►

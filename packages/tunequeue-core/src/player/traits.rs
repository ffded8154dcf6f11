//! Trait abstraction for the external player.
//!
//! Services depend on [`PlayerApi`] rather than the HTTP client so queue
//! synchronization and command handling can be exercised against mocks.

use async_trait::async_trait;

use super::client::PlayerResult;
use super::types::{QueueSnapshot, TrackInfo};

/// Operations the core performs against the player.
#[async_trait]
pub trait PlayerApi: Send + Sync {
    /// Reads the currently loaded track. `None` when nothing is loaded.
    async fn current_track(&self) -> PlayerResult<Option<TrackInfo>>;

    /// Reads the full queue, including already-played entries.
    async fn queue(&self) -> PlayerResult<QueueSnapshot>;

    /// Inserts `video_id` directly after the selected entry.
    async fn enqueue_after_current(&self, video_id: &str) -> PlayerResult<()>;

    /// Moves the entry at index `from` so that it ends up at index `to`.
    ///
    /// # Arguments
    /// * `from` - Current index of the entry in the player's queue
    /// * `to` - Index the entry occupies after the move
    async fn move_queue_item(&self, from: usize, to: usize) -> PlayerResult<()>;

    /// Advances to the next entry.
    async fn skip(&self) -> PlayerResult<()>;
}
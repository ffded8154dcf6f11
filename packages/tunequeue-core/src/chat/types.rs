//! Chat event-stream wire types and the chat message model.
//!
//! Frames are `{"metadata": {...}, "payload": {...}}` envelopes. Only the
//! fields this crate acts on are modelled; everything else is ignored.

use serde::Deserialize;
use serde_json::Value;

use crate::protocol_constants::{
    SUB_CHAT_MESSAGE, SUB_REWARD_REDEMPTION, SUB_STREAM_OFFLINE, SUB_STREAM_ONLINE,
};

// ─────────────────────────────────────────────────────────────────────────────
// Envelope
// ─────────────────────────────────────────────────────────────────────────────

#[derive(Debug, Deserialize)]
struct Frame {
    metadata: FrameMetadata,
    #[serde(default)]
    payload: FramePayload,
}

#[derive(Debug, Deserialize)]
struct FrameMetadata {
    message_type: String,
    #[serde(default)]
    subscription_type: Option<String>,
}

#[derive(Debug, Default, Deserialize)]
struct FramePayload {
    #[serde(default)]
    session: Option<Session>,
    #[serde(default)]
    subscription: Option<SubscriptionInfo>,
    #[serde(default)]
    event: Option<Value>,
}

/// Session details from a welcome or reconnect frame.
#[derive(Debug, Clone, Default, PartialEq, Eq, Deserialize)]
pub struct Session {
    pub id: String,
    #[serde(default)]
    pub keepalive_timeout_seconds: Option<u64>,
    #[serde(default)]
    pub reconnect_url: Option<String>,
}

#[derive(Debug, Clone, Default, Deserialize)]
struct SubscriptionInfo {
    #[serde(rename = "type", default)]
    kind: String,
    #[serde(default)]
    status: String,
}

/// A decoded event-stream frame.
#[derive(Debug, Clone, PartialEq)]
pub enum ServerMessage {
    Welcome(Session),
    Keepalive,
    Notification {
        subscription_type: String,
        event: Value,
    },
    /// The server asks the client to move to `reconnect_url`.
    Reconnect(Session),
    Revocation {
        subscription_type: String,
        status: String,
    },
    /// Any other message type.
    Unknown(String),
}

impl ServerMessage {
    pub fn parse(raw: &str) -> Result<Self, serde_json::Error> {
        let frame: Frame = serde_json::from_str(raw)?;
        let payload = frame.payload;
        Ok(match frame.metadata.message_type.as_str() {
            "session_welcome" => ServerMessage::Welcome(payload.session.unwrap_or_default()),
            "session_keepalive" => ServerMessage::Keepalive,
            "session_reconnect" => ServerMessage::Reconnect(payload.session.unwrap_or_default()),
            "notification" => {
                let subscription_type = frame
                    .metadata
                    .subscription_type
                    .or_else(|| payload.subscription.as_ref().map(|s| s.kind.clone()))
                    .unwrap_or_default();
                ServerMessage::Notification {
                    subscription_type,
                    event: payload.event.unwrap_or(Value::Null),
                }
            }
            "revocation" => {
                let sub = payload.subscription.unwrap_or_default();
                ServerMessage::Revocation {
                    subscription_type: sub.kind,
                    status: sub.status,
                }
            }
            other => ServerMessage::Unknown(other.to_string()),
        })
    }
}

// ─────────────────────────────────────────────────────────────────────────────
// Chat events
// ─────────────────────────────────────────────────────────────────────────────

/// A chat badge such as `moderator/1`.
#[derive(Debug, Clone, Default, PartialEq, Eq, Deserialize)]
pub struct Badge {
    pub set_id: String,
    #[serde(default)]
    pub id: String,
}

#[derive(Debug, Default, Deserialize)]
struct MessageBody {
    #[serde(default)]
    text: String,
}

#[derive(Debug, Deserialize)]
struct RawChatMessage {
    #[serde(default)]
    message_id: String,
    #[serde(default)]
    broadcaster_user_id: String,
    #[serde(default)]
    broadcaster_user_login: String,
    #[serde(default)]
    chatter_user_id: String,
    #[serde(default)]
    chatter_user_login: String,
    #[serde(default)]
    message: MessageBody,
    #[serde(default)]
    badges: Vec<Badge>,
    #[serde(default)]
    channel_points_custom_reward_id: Option<String>,
}

/// An inbound chat message.
#[derive(Debug, Clone, Default, PartialEq, Eq)]
pub struct ChatMessage {
    pub message_id: String,
    pub broadcaster_user_id: String,
    pub broadcaster_user_login: String,
    pub chatter_user_id: String,
    pub chatter_user_login: String,
    pub text: String,
    pub badges: Vec<Badge>,
    /// Channel-point reward this message redeemed, if any.
    pub reward_id: Option<String>,
}

impl From<RawChatMessage> for ChatMessage {
    fn from(raw: RawChatMessage) -> Self {
        Self {
            message_id: raw.message_id,
            broadcaster_user_id: raw.broadcaster_user_id,
            broadcaster_user_login: raw.broadcaster_user_login,
            chatter_user_id: raw.chatter_user_id,
            chatter_user_login: raw.chatter_user_login,
            text: raw.message.text,
            badges: raw.badges,
            reward_id: raw.channel_points_custom_reward_id.filter(|id| !id.is_empty()),
        }
    }
}

#[derive(Debug, Deserialize)]
struct RawRedemption {
    #[serde(default)]
    user_login: String,
    #[serde(default)]
    user_input: String,
    #[serde(default)]
    reward: RawReward,
}

#[derive(Debug, Default, Deserialize)]
struct RawReward {
    #[serde(default)]
    id: String,
}

/// Events forwarded from the event stream to the dispatcher.
#[derive(Debug, Clone, PartialEq, Eq)]
pub enum ChatEvent {
    Message(ChatMessage),
    StreamOnline,
    StreamOffline,
    RewardRedeemed {
        user_login: String,
        reward_id: String,
        user_input: String,
    },
}

impl ChatEvent {
    /// Maps a notification to an event. `None` for subscription types this
    /// crate does not handle.
    pub fn from_notification(
        subscription_type: &str,
        event: Value,
    ) -> Result<Option<Self>, serde_json::Error> {
        Ok(match subscription_type {
            SUB_CHAT_MESSAGE => {
                let raw: RawChatMessage = serde_json::from_value(event)?;
                Some(ChatEvent::Message(raw.into()))
            }
            SUB_STREAM_ONLINE => Some(ChatEvent::StreamOnline),
            SUB_STREAM_OFFLINE => Some(ChatEvent::StreamOffline),
            SUB_REWARD_REDEMPTION => {
                let raw: RawRedemption = serde_json::from_value(event)?;
                Some(ChatEvent::RewardRedeemed {
                    user_login: raw.user_login,
                    reward_id: raw.reward.id,
                    user_input: raw.user_input,
                })
            }
            _ => None,
        })
    }
}

// ─────────────────────────────────────────────────────────────────────────────
// Capabilities
// ─────────────────────────────────────────────────────────────────────────────

/// Permissions derived from a chat message.
///
/// Broadcaster implies moderator and subscriber; moderator implies subscriber.
#[derive(Debug, Clone, Copy, Default, PartialEq, Eq)]
pub struct Capabilities {
    pub is_broadcaster: bool,
    pub is_moderator: bool,
    pub is_subscriber: bool,
}

impl Capabilities {
    pub fn of(message: &ChatMessage) -> Self {
        let mut caps = Capabilities::default();
        if !message.chatter_user_id.is_empty()
            && message.chatter_user_id == message.broadcaster_user_id
        {
            caps.is_broadcaster = true;
        }
        for badge in &message.badges {
            match badge.set_id.as_str() {
                "broadcaster" => caps.is_broadcaster = true,
                "moderator" | "lead_moderator" => caps.is_moderator = true,
                "subscriber" | "founder" => caps.is_subscriber = true,
                _ => {}
            }
        }
        if caps.is_broadcaster {
            caps.is_moderator = true;
        }
        if caps.is_moderator {
            caps.is_subscriber = true;
        }
        caps
    }
}
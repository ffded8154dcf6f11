//! Fan-out of state changes to UI subscribers.
//!
//! - `BroadcastHub`: registry of subscriber channels, publish never blocks
//! - `Subscription`: RAII handle that unregisters on drop
//!
//! Each subscriber owns a bounded channel. A subscriber whose buffer is full
//! (or whose receiver is gone) when an event is published is removed from
//! the registry on the spot; it is never retried.

use std::collections::HashMap;
use std::sync::atomic::{AtomicU64, Ordering};
use std::sync::Arc;

use parking_lot::{Mutex, RwLock};
use tokio::sync::mpsc;
use tokio::sync::mpsc::error::TrySendError;
use tokio_util::sync::CancellationToken;

use super::BroadcastEvent;

struct Registry {
    senders: HashMap<u64, mpsc::Sender<Arc<BroadcastEvent>>>,
    /// Bumped by every publish, under the registry lock.
    generation: u64,
}

/// Registry of UI subscribers.
pub struct BroadcastHub {
    registry: Mutex<Registry>,
    next_id: AtomicU64,
    buffer: usize,
    /// Cancelled by `close_all`, then replaced so later subscribers still work.
    close_token: RwLock<CancellationToken>,
}

impl BroadcastHub {
    /// Creates a hub whose subscribers each buffer up to `buffer` events.
    pub fn new(buffer: usize) -> Self {
        Self {
            registry: Mutex::new(Registry {
                senders: HashMap::new(),
                generation: 0,
            }),
            next_id: AtomicU64::new(1),
            buffer: buffer.max(1),
            close_token: RwLock::new(CancellationToken::new()),
        }
    }

    /// Registers a subscriber whose first event is the output of `snapshot`.
    ///
    /// The snapshot is built without the registry lock held. If a publish
    /// slips in between building it and registering, the snapshot is rebuilt
    /// so the subscriber never misses an update that the snapshot predates.
    pub fn register<F>(self: &Arc<Self>, snapshot: F) -> Subscription
    where
        F: Fn() -> BroadcastEvent,
    {
        let id = self.next_id.fetch_add(1, Ordering::Relaxed);
        let (tx, rx) = mpsc::channel(self.buffer);

        loop {
            let seen = self.registry.lock().generation;
            let initial = Arc::new(snapshot());

            let mut registry = self.registry.lock();
            if registry.generation != seen {
                continue;
            }
            // Fresh channel with capacity >= 1: cannot be full.
            let _ = tx.try_send(initial);
            registry.senders.insert(id, tx);
            log::info!(
                "[Hub] Subscriber registered: {} (total: {})",
                id,
                registry.senders.len()
            );
            break;
        }

        Subscription {
            id,
            rx,
            hub: Arc::clone(self),
            cancel_token: self.close_token.read().child_token(),
        }
    }

    /// Removes a subscriber. Returns `false` if it was already gone.
    pub fn unregister(&self, id: u64) -> bool {
        let mut registry = self.registry.lock();
        let removed = registry.senders.remove(&id).is_some();
        if removed {
            log::info!(
                "[Hub] Subscriber unregistered: {} (remaining: {})",
                id,
                registry.senders.len()
            );
        }
        removed
    }

    /// Delivers `event` to every subscriber without waiting on any of them.
    ///
    /// Returns the number of subscribers the event was queued for.
    pub fn publish(&self, event: impl Into<BroadcastEvent>) -> usize {
        let event = Arc::new(event.into());
        let targets: Vec<(u64, mpsc::Sender<Arc<BroadcastEvent>>)> = {
            let mut registry = self.registry.lock();
            registry.generation = registry.generation.wrapping_add(1);
            registry
                .senders
                .iter()
                .map(|(id, tx)| (*id, tx.clone()))
                .collect()
        };

        let mut delivered = 0;
        let mut dropped = Vec::new();
        for (id, tx) in targets {
            match tx.try_send(Arc::clone(&event)) {
                Ok(()) => delivered += 1,
                Err(TrySendError::Full(_)) => {
                    log::warn!("[Hub] Subscriber {} is not keeping up, dropping it", id);
                    dropped.push(id);
                }
                Err(TrySendError::Closed(_)) => {
                    log::debug!("[Hub] Subscriber {} already closed", id);
                    dropped.push(id);
                }
            }
        }

        if !dropped.is_empty() {
            let mut registry = self.registry.lock();
            for id in dropped {
                registry.senders.remove(&id);
            }
        }

        delivered
    }

    /// Returns the number of registered subscribers.
    #[must_use]
    pub fn subscriber_count(&self) -> usize {
        self.registry.lock().senders.len()
    }

    /// Signals every current subscription to close.
    ///
    /// Returns the number of subscribers that were signalled.
    pub fn close_all(&self) -> usize {
        let count = self.subscriber_count();
        let mut token = self.close_token.write();
        token.cancel();
        *token = CancellationToken::new();
        if count > 0 {
            log::info!("[Hub] Closing {} subscriber(s)", count);
        }
        count
    }
}

/// A registered subscriber. Dropping it unregisters from the hub.
pub struct Subscription {
    id: u64,
    rx: mpsc::Receiver<Arc<BroadcastEvent>>,
    hub: Arc<BroadcastHub>,
    cancel_token: CancellationToken,
}

impl Subscription {
    pub fn id(&self) -> u64 {
        self.id
    }

    /// Next event, or `None` once the hub has dropped this subscriber and the
    /// buffer is drained.
    pub async fn recv(&mut self) -> Option<Arc<BroadcastEvent>> {
        self.rx.recv().await
    }

    /// Cancelled when the hub closes all subscribers.
    pub fn cancel_token(&self) -> &CancellationToken {
        &self.cancel_token
    }
}

impl Drop for Subscription {
    fn drop(&mut self) {
        self.hub.unregister(self.id);
    }
}
//! Tunequeue Core - chat-driven song requests merged into a live player queue.
//!
//! Viewers request songs in chat; the requests land, in order, in the queue of
//! an external music player that is already playing, while control-panel
//! subscribers receive live player and connection state.
//!
//! # Architecture
//!
//! - [`player`]: External player API client and its telemetry feed
//! - [`chat`]: Chat platform event stream, REST client and credentials
//! - [`search`]: Turning a `!sr` query into a single track
//! - [`services`]: State tracker, command dispatcher and queue synchronizer
//! - [`events`]: Broadcast hub for control-panel subscribers
//! - [`api`]: HTTP/WebSocket surface for the control panel
//! - [`bootstrap`]: Composition root
//! - [`error`]: Centralized error types
//!
//! # Abstraction Traits
//!
//! - [`PlayerApi`](player::PlayerApi): The external player
//! - [`ChatReplier`](chat::ChatReplier): Sending chat replies
//! - [`CredentialStore`](chat::CredentialStore): Chat tokens and accounts
//! - [`SearchProvider`](search::SearchProvider): Song lookup
//! - [`EventEmitter`](events::EventEmitter): Emitting state changes
//! - [`TaskSpawner`](runtime::TaskSpawner): Spawning background tasks

#![allow(missing_docs)]
#![warn(clippy::all)]

pub mod api;
pub mod bootstrap;
pub mod chat;
pub mod error;
pub mod events;
pub mod player;
pub mod protocol_constants;
pub mod runtime;
pub mod search;
pub mod services;
pub mod state;
pub mod utils;

// Re-export commonly used types at the crate root
pub use error::{ErrorCode, ErrorKind, TunequeueError, TunequeueResult};
pub use events::{BroadcastEvent, BroadcastHub, EventEmitter, HubEventBridge};
pub use runtime::{TaskSpawner, TokioSpawner};
pub use state::{CommandCooldowns, Config, ConnectionStatus, SyncTiming};

// Re-export chat types
pub use chat::{CredentialStore, Identity, InMemoryCredentialStore};

// Re-export bootstrap types
pub use bootstrap::{bootstrap_services, BootstrappedServices};

// Re-export API types
pub use api::{start_server, AppState, ServerError};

◄

Retrieve each line of the data in which the word "Capabilities" can be found.

RESPONSE FOR THIS EXERCISE:
// Capabilities
pub struct Capabilities {
impl Capabilities {
        let mut caps = Capabilities::default();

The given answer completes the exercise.